Dataset entries
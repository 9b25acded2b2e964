//! The `ProximityEngine` struct and its detection pass.

use std::collections::BTreeMap;

use log::{debug, warn};

use pw_core::{GeoPoint, NodeId, PedestrianId, SpawnRng};
use pw_spatial::{RoadGraph, Router};

use crate::collaborators::{RoadSnapper, VehicleReporter};
use crate::{
    Alert, EngineConfig, EngineError, EngineResult, Pedestrian, PositionSample, PositionSlot,
    ProximityObserver,
};

/// The proximity detection engine.
///
/// `ProximityEngine<R>` owns the road graph and all pedestrian state; no
/// other component holds a mutable reference to either.  Every pass takes
/// `&mut self`, so two passes can never mutate the pedestrian collection
/// concurrently — the coalescing [`PositionSlot`] is the only buffering
/// between an async position source and the single detection worker.
///
/// Create via [`EngineBuilder`][crate::EngineBuilder].
pub struct ProximityEngine<R: Router> {
    /// The road network.  Public so callers can apply
    /// [`RoadGraph::update_traffic`] between passes; `&mut` access
    /// guarantees no search is in flight during the overwrite.
    pub graph: RoadGraph,

    /// The routing algorithm.
    pub router: R,

    pub config: EngineConfig,

    /// Tracked pedestrians keyed by id; `BTreeMap` gives every pass the same
    /// ascending evaluation order.
    pub(crate) pedestrians: BTreeMap<PedestrianId, Pedestrian>,

    /// Deterministic RNG for spawn-position selection.
    pub(crate) rng: SpawnRng,

    /// Monotonic counter feeding spawned pedestrian ids.
    pub(crate) spawn_seq: u64,

    pub(crate) snapper: Option<Box<dyn RoadSnapper>>,
    pub(crate) reporter: Option<Box<dyn VehicleReporter>>,
}

impl<R: Router> ProximityEngine<R> {
    // ── Pedestrian lifecycle ──────────────────────────────────────────────

    /// Track an explicitly constructed pedestrian.
    pub fn track(&mut self, pedestrian: Pedestrian) -> EngineResult<()> {
        if self.pedestrians.contains_key(&pedestrian.id) {
            return Err(EngineError::DuplicatePedestrian(pedestrian.id));
        }
        self.pedestrians.insert(pedestrian.id.clone(), pedestrian);
        Ok(())
    }

    /// Spawn up to `count` pedestrians at randomly chosen road-node
    /// locations inside the configured spawn bounds.
    ///
    /// Returns the new ids (fewer than `count` only when the graph has no
    /// eligible nodes, in which case none are spawned).
    pub fn spawn_pedestrians(&mut self, count: usize) -> Vec<PedestrianId> {
        let candidates: Vec<(NodeId, GeoPoint)> = self
            .graph
            .nodes()
            .filter(|n| self.config.spawn_bounds.contains(n.location))
            .map(|n| (n.id.clone(), n.location))
            .collect();
        if candidates.is_empty() {
            return Vec::new();
        }

        (0..count)
            .map(|_| {
                // Non-empty slice, so choose never returns None.
                let (node, location) =
                    self.rng.choose(&candidates).unwrap_or(&candidates[0]).clone();
                self.graph.bump_pedestrian_count(&node);
                self.spawn_at(location)
            })
            .collect()
    }

    /// Spawn up to `count` pedestrians around `anchor`: one at each
    /// destination node of the segments leaving the node nearest the anchor,
    /// cycling when `count` exceeds the out-degree.  A node with no outgoing
    /// segments hosts all of them itself.
    pub fn spawn_near(&mut self, anchor: GeoPoint, count: usize) -> Vec<PedestrianId> {
        let Some(near) = self.graph.nearest_node(anchor) else {
            return Vec::new();
        };
        let destinations: Vec<(NodeId, GeoPoint)> = self
            .graph
            .outgoing_segments(&near)
            .filter_map(|s| self.graph.node(&s.to))
            .map(|n| (n.id.clone(), n.location))
            .collect();
        let fallback = self
            .graph
            .node(&near)
            .map(|n| (n.id.clone(), n.location))
            .unwrap_or((near.clone(), anchor));

        (0..count)
            .map(|i| {
                let (node, location) = if destinations.is_empty() {
                    fallback.clone()
                } else {
                    destinations[i % destinations.len()].clone()
                };
                self.graph.bump_pedestrian_count(&node);
                self.spawn_at(location)
            })
            .collect()
    }

    fn spawn_at(&mut self, location: GeoPoint) -> PedestrianId {
        self.spawn_seq += 1;
        let id = PedestrianId::new(format!("ped-{}", self.spawn_seq));
        self.pedestrians
            .insert(id.clone(), Pedestrian::new(id.clone(), location));
        id
    }

    /// Remove every tracked pedestrian and zero the node display counters.
    pub fn clear_all(&mut self) {
        self.pedestrians.clear();
        self.graph.reset_pedestrian_counts();
    }

    // ── Snapshot queries ──────────────────────────────────────────────────

    pub fn pedestrian_count(&self) -> usize {
        self.pedestrians.len()
    }

    pub fn pedestrian(&self, id: &PedestrianId) -> Option<&Pedestrian> {
        self.pedestrians.get(id)
    }

    /// Snapshot of all tracked pedestrians in ascending id order.
    pub fn pedestrians(&self) -> Vec<Pedestrian> {
        self.pedestrians.values().cloned().collect()
    }

    /// Snapshot of the pedestrians currently within the alert threshold.
    pub fn detected_pedestrians(&self) -> Vec<Pedestrian> {
        self.pedestrians
            .values()
            .filter(|p| p.detected)
            .cloned()
            .collect()
    }

    /// Driving distance from a raw vehicle coordinate to a tracked
    /// pedestrian, stitched over nearest-node projections.  `Ok(None)` when
    /// the two are not connected by the road network.
    pub fn distance_to(
        &self,
        vehicle: GeoPoint,
        pedestrian: &PedestrianId,
    ) -> EngineResult<Option<f64>> {
        let ped = self
            .pedestrians
            .get(pedestrian)
            .ok_or_else(|| EngineError::UnknownPedestrian(pedestrian.clone()))?;
        let (Some(vehicle_node), Some(ped_node)) = (
            self.graph.nearest_node(vehicle),
            self.graph.nearest_node(ped.location),
        ) else {
            return Ok(None);
        };
        let distance = self.router.road_distance(
            &self.graph,
            vehicle,
            ped.location,
            &vehicle_node,
            &ped_node,
        )?;
        Ok(distance)
    }

    // ── Detection pass ────────────────────────────────────────────────────

    /// Run one full detection pass against `sample`.
    ///
    /// Each pedestrian's evaluation is independent: a routing error for one
    /// is logged and treated as out-of-range without aborting the rest of
    /// the pass.  Ends by publishing the full pedestrian snapshot to
    /// `observer` and reporting the vehicle position fire-and-forget.
    pub fn on_vehicle_position<O: ProximityObserver>(
        &mut self,
        sample: PositionSample,
        observer: &mut O,
    ) {
        let vehicle = self.snap(sample.position);
        let vehicle_node = self.graph.nearest_node(vehicle);

        // Explicit field borrows so the per-pedestrian loop can mutate
        // pedestrians while reading the graph and router.
        let graph = &self.graph;
        let router = &self.router;
        let threshold = self.config.alert_threshold_m;
        let reporter = &mut self.reporter;

        for ped in self.pedestrians.values_mut() {
            let route = match &vehicle_node {
                // An empty network projects nothing; treat as out of range.
                None => Ok(None),
                Some(vnode) => match graph.nearest_node(ped.location) {
                    None => Ok(None),
                    Some(pnode) => router.route(graph, vnode, &pnode),
                },
            };

            let route = match route {
                Ok(r) => r,
                Err(e) => {
                    // Graph inconsistency; isolate to this pedestrian.
                    warn!("routing failed for pedestrian {}: {e}", ped.id);
                    None
                }
            };

            match route {
                Some(route) => {
                    let distance = route.total_distance_m;
                    ped.last_distance_m = Some(distance);
                    if distance <= threshold {
                        if !ped.detected {
                            ped.detected = true;
                            let alert = Alert {
                                pedestrian: ped.id.clone(),
                                location: ped.location,
                                distance_m: distance,
                                timestamp: sample.timestamp,
                                is_first_detection: true,
                            };
                            debug!(
                                "pedestrian {} entered range at {:.0} m",
                                alert.pedestrian, alert.distance_m
                            );
                            observer.on_alert(&alert);
                            if let Some(r) = reporter.as_deref_mut() {
                                if let Err(e) = r.report_alert(&alert) {
                                    warn!("alert report failed: {e}");
                                }
                            }
                        }
                        // Already detected: no further "first" alert for
                        // this episode.
                    } else {
                        // Out of range re-arms the alert; the transition is
                        // observable via the snapshot, not a pushed event.
                        ped.detected = false;
                    }
                }
                None => {
                    // Disconnection counts as out of range, not an error.
                    ped.last_distance_m = None;
                    ped.detected = false;
                }
            }
        }

        let snapshot: Vec<Pedestrian> = self.pedestrians.values().cloned().collect();
        observer.on_pass_complete(&snapshot);

        if let Some(r) = self.reporter.as_deref_mut() {
            if let Err(e) = r.report_vehicle(vehicle) {
                warn!("vehicle report failed: {e}");
            }
        }
    }

    /// Run passes until the coalescing slot is empty; returns how many ran.
    ///
    /// A sample offered while a pass is in flight is picked up by the next
    /// loop turn, so the worker always acts on the newest position.
    pub fn drain<O: ProximityObserver>(&mut self, slot: &PositionSlot, observer: &mut O) -> usize {
        let mut passes = 0;
        while let Some(sample) = slot.take() {
            self.on_vehicle_position(sample, observer);
            passes += 1;
        }
        passes
    }

    fn snap(&self, raw: GeoPoint) -> GeoPoint {
        match &self.snapper {
            None => raw,
            Some(snapper) => match snapper.snap_to_road(raw) {
                Ok(corrected) => corrected,
                Err(e) => {
                    warn!("road snap failed, using raw coordinate: {e}");
                    raw
                }
            },
        }
    }
}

Problem
Search the entries for the word "EngineError" and copy every line that holds it.

The answer
    Alert, EngineConfig, EngineError, EngineResult, Pedestrian, PositionSample, PositionSlot,
            return Err(EngineError::DuplicatePedestrian(pedestrian.id));
            .ok_or_else(|| EngineError::UnknownPedestrian(pedestrian.clone()))?;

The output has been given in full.